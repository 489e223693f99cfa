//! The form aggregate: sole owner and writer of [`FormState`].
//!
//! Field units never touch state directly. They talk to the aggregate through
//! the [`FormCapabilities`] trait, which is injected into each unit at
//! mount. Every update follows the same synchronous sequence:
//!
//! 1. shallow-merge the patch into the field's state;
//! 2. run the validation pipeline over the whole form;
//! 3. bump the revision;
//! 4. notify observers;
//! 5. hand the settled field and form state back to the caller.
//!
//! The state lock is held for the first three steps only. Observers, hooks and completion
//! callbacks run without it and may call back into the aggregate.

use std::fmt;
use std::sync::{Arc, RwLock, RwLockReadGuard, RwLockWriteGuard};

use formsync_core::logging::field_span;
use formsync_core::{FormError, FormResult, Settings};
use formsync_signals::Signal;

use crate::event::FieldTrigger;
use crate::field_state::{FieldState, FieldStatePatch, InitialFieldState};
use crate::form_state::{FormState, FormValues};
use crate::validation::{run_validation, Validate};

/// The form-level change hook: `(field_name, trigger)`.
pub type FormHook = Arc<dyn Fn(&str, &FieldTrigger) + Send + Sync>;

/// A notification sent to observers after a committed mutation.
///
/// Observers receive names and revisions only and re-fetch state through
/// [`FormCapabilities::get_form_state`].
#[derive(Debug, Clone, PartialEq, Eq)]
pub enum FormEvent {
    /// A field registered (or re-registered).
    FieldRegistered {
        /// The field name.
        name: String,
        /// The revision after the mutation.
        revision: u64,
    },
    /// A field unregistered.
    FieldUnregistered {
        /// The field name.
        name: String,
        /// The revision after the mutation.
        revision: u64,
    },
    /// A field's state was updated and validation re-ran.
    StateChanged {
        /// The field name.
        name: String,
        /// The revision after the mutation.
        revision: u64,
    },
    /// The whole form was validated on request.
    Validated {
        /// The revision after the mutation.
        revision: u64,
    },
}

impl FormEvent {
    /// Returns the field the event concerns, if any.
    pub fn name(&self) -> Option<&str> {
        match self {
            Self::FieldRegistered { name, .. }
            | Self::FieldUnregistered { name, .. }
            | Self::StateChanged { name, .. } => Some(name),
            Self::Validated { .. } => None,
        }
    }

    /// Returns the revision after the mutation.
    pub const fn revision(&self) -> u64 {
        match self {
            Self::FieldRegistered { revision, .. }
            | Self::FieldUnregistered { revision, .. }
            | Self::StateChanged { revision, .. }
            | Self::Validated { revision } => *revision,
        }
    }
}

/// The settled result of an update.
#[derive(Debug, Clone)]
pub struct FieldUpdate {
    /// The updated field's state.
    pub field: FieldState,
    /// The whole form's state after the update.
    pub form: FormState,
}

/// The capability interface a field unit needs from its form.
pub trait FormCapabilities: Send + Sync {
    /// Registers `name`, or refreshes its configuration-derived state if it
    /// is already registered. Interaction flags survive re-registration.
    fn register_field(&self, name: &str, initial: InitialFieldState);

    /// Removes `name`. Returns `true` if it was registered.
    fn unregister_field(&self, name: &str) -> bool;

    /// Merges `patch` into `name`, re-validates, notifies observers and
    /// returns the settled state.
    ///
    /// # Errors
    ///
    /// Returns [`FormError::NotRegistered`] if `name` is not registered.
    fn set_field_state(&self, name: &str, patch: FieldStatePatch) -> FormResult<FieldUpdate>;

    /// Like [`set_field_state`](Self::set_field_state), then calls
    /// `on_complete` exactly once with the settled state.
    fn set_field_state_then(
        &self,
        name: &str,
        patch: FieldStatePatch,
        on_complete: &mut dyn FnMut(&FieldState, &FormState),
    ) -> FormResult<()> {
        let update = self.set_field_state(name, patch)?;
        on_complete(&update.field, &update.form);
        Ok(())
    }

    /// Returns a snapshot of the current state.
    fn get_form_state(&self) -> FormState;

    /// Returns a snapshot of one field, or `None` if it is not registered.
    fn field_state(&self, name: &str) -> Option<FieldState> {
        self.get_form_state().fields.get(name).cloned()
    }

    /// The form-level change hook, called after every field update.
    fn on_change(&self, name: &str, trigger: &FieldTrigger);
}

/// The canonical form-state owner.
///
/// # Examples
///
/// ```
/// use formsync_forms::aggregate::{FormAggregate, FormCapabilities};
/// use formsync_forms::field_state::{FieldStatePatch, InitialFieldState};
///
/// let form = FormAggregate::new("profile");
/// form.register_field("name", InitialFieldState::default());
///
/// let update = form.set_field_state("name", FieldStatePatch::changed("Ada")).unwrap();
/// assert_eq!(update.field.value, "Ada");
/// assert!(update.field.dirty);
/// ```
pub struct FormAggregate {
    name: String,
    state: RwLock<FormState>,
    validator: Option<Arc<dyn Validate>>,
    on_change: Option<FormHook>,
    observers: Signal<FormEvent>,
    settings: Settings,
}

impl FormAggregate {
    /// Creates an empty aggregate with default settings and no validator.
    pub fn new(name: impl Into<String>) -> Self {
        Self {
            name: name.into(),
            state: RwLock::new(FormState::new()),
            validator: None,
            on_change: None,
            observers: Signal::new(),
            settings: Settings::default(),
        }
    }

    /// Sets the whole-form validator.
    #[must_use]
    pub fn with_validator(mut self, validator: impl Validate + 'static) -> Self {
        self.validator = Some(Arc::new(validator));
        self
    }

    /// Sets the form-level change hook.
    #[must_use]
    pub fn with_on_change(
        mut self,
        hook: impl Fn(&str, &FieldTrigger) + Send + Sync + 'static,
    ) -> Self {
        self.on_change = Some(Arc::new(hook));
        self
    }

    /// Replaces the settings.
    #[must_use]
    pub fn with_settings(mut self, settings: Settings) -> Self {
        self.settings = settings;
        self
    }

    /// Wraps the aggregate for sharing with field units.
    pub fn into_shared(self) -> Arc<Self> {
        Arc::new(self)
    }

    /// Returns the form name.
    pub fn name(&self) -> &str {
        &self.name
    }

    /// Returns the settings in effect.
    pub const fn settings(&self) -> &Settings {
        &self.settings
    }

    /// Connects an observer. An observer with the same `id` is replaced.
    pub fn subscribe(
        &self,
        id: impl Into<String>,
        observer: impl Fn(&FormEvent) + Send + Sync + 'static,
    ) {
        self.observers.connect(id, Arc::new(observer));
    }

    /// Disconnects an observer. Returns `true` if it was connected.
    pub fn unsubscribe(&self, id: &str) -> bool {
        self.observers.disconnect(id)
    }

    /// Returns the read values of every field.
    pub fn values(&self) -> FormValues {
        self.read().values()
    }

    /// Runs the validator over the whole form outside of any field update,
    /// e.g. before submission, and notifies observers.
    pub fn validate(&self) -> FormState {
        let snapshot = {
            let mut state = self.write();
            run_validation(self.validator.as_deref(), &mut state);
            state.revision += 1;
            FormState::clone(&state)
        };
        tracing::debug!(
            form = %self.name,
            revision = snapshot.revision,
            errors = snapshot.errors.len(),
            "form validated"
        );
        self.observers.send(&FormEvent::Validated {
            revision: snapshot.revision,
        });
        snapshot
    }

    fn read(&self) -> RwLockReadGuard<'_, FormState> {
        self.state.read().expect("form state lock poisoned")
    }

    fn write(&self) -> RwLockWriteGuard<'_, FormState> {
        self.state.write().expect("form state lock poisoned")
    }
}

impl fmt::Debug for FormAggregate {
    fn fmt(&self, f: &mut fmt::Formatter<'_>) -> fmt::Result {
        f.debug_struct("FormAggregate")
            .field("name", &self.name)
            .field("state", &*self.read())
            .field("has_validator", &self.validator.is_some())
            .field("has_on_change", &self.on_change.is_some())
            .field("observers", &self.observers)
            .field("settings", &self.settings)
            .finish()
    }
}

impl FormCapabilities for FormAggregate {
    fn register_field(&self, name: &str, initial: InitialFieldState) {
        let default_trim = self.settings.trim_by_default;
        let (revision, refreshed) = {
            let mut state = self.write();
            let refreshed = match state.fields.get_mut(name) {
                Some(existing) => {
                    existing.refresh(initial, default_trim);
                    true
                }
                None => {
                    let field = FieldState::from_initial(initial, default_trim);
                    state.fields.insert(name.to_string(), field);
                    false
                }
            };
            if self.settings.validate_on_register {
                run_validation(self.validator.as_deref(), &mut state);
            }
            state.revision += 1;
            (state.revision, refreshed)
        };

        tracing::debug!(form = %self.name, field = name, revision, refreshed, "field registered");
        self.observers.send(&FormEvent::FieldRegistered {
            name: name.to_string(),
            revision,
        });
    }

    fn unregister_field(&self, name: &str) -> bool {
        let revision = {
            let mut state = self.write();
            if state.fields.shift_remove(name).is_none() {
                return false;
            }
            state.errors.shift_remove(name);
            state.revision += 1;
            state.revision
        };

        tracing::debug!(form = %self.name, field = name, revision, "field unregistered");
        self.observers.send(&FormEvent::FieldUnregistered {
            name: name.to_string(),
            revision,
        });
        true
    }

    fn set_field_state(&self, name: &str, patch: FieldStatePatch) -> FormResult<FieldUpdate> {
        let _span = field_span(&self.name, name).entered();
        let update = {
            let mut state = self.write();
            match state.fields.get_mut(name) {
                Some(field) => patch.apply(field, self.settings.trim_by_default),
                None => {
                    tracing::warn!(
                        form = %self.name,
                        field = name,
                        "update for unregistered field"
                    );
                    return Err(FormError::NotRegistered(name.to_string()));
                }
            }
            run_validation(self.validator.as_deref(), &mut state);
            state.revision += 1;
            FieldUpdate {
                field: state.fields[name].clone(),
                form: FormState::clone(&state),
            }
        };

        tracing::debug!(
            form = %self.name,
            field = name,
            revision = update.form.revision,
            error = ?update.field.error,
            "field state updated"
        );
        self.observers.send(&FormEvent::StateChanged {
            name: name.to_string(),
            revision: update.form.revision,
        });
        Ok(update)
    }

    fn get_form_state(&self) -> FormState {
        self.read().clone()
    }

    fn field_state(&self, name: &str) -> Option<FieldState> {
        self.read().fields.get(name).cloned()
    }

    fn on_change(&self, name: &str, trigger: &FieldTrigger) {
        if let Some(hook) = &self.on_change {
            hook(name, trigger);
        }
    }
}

==

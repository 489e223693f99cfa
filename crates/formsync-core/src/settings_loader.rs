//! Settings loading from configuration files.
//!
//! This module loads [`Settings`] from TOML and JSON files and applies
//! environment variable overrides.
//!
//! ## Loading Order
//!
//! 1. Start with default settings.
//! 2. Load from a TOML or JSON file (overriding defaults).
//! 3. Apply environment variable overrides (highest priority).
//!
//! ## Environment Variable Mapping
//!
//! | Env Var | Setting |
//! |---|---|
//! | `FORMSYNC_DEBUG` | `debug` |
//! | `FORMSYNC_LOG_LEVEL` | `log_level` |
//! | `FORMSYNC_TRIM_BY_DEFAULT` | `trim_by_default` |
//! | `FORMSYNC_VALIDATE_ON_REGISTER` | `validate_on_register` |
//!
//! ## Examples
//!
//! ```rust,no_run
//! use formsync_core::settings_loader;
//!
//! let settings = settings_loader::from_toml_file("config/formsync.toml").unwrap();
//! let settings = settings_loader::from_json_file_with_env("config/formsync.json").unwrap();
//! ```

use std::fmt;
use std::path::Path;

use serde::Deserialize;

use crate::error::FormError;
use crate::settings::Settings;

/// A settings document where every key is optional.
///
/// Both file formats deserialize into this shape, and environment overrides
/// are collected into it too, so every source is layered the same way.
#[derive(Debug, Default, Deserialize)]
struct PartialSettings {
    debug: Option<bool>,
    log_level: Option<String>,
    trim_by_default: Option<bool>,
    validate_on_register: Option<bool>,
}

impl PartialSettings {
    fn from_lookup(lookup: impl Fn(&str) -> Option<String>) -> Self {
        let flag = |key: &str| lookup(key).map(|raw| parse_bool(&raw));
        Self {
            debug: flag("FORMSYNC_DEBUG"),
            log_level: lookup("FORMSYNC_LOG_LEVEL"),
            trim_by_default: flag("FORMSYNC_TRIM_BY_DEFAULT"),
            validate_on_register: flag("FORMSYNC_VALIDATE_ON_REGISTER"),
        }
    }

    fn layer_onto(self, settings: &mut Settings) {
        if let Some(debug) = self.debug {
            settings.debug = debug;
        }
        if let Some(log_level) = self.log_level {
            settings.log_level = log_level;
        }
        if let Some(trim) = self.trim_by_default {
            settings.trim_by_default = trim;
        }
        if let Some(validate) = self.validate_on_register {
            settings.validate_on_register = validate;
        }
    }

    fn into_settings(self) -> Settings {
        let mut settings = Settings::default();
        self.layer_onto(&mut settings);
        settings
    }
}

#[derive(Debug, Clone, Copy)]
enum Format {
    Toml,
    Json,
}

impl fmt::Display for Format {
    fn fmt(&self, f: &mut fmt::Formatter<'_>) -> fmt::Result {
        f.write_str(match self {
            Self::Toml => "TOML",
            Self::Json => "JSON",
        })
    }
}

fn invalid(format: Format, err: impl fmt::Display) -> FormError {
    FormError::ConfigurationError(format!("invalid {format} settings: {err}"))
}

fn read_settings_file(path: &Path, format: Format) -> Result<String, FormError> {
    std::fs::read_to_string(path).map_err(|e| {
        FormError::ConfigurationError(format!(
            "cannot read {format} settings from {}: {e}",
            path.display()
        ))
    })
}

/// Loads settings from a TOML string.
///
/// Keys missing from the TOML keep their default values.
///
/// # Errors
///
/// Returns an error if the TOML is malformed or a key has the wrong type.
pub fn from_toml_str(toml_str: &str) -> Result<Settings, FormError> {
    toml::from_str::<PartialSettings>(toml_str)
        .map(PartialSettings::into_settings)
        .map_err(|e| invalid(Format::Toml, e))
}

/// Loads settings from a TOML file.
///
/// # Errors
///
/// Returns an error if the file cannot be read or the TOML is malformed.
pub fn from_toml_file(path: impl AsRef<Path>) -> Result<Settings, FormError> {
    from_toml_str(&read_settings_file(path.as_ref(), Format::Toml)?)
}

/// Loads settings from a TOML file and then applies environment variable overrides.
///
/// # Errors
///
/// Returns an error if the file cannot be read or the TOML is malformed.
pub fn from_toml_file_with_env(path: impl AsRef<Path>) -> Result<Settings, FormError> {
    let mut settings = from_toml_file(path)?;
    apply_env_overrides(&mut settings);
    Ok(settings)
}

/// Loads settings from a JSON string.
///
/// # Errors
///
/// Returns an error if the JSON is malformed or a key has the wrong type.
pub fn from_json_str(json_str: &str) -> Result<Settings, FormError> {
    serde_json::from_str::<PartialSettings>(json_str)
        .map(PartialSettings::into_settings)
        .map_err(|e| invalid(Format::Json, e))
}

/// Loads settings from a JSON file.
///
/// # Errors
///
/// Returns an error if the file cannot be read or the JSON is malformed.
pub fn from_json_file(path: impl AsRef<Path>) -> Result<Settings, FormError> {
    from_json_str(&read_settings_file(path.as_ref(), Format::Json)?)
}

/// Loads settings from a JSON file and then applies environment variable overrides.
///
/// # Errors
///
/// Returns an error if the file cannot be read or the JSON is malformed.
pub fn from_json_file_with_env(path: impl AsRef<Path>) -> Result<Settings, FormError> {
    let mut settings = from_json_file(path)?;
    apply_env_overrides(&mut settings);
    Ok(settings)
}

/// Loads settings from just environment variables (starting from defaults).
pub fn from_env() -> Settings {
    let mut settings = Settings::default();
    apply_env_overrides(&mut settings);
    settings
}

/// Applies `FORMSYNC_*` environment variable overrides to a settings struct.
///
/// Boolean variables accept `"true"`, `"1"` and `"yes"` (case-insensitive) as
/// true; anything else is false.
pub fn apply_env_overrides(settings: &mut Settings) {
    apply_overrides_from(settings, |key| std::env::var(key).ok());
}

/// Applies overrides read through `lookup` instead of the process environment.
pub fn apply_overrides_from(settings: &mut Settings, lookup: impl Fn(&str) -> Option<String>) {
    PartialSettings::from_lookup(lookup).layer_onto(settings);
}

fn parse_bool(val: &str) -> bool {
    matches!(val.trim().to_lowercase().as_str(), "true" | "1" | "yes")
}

- Exercise instructions:
Look above for the line containing "form aggregate: sole" and the line containing "#[derive(Debug, Clone, PartialEq, Eq)]". Transcribe both, with the lines between them, exactly.

- Output of the exercise:
//! The form aggregate: sole owner and writer of [`FormState`].
//!
//! Field units never touch state directly. They talk to the aggregate through
//! the [`FormCapabilities`] trait, which is injected into each unit at
//! mount. Every update follows the same synchronous sequence:
//!
//! 1. shallow-merge the patch into the field's state;
//! 2. run the validation pipeline over the whole form;
//! 3. bump the revision;
//! 4. notify observers;
//! 5. hand the settled field and form state back to the caller.
//!
//! The state lock is held for the first three steps only. Observers, hooks and completion
//! callbacks run without it and may call back into the aggregate.

use std::fmt;
use std::sync::{Arc, RwLock, RwLockReadGuard, RwLockWriteGuard};

use formsync_core::logging::field_span;
use formsync_core::{FormError, FormResult, Settings};
use formsync_signals::Signal;

use crate::event::FieldTrigger;
use crate::field_state::{FieldState, FieldStatePatch, InitialFieldState};
use crate::form_state::{FormState, FormValues};
use crate::validation::{run_validation, Validate};

/// The form-level change hook: `(field_name, trigger)`.
pub type FormHook = Arc<dyn Fn(&str, &FieldTrigger) + Send + Sync>;

/// A notification sent to observers after a committed mutation.
///
/// Observers receive names and revisions only and re-fetch state through
/// [`FormCapabilities::get_form_state`].
#[derive(Debug, Clone, PartialEq, Eq)]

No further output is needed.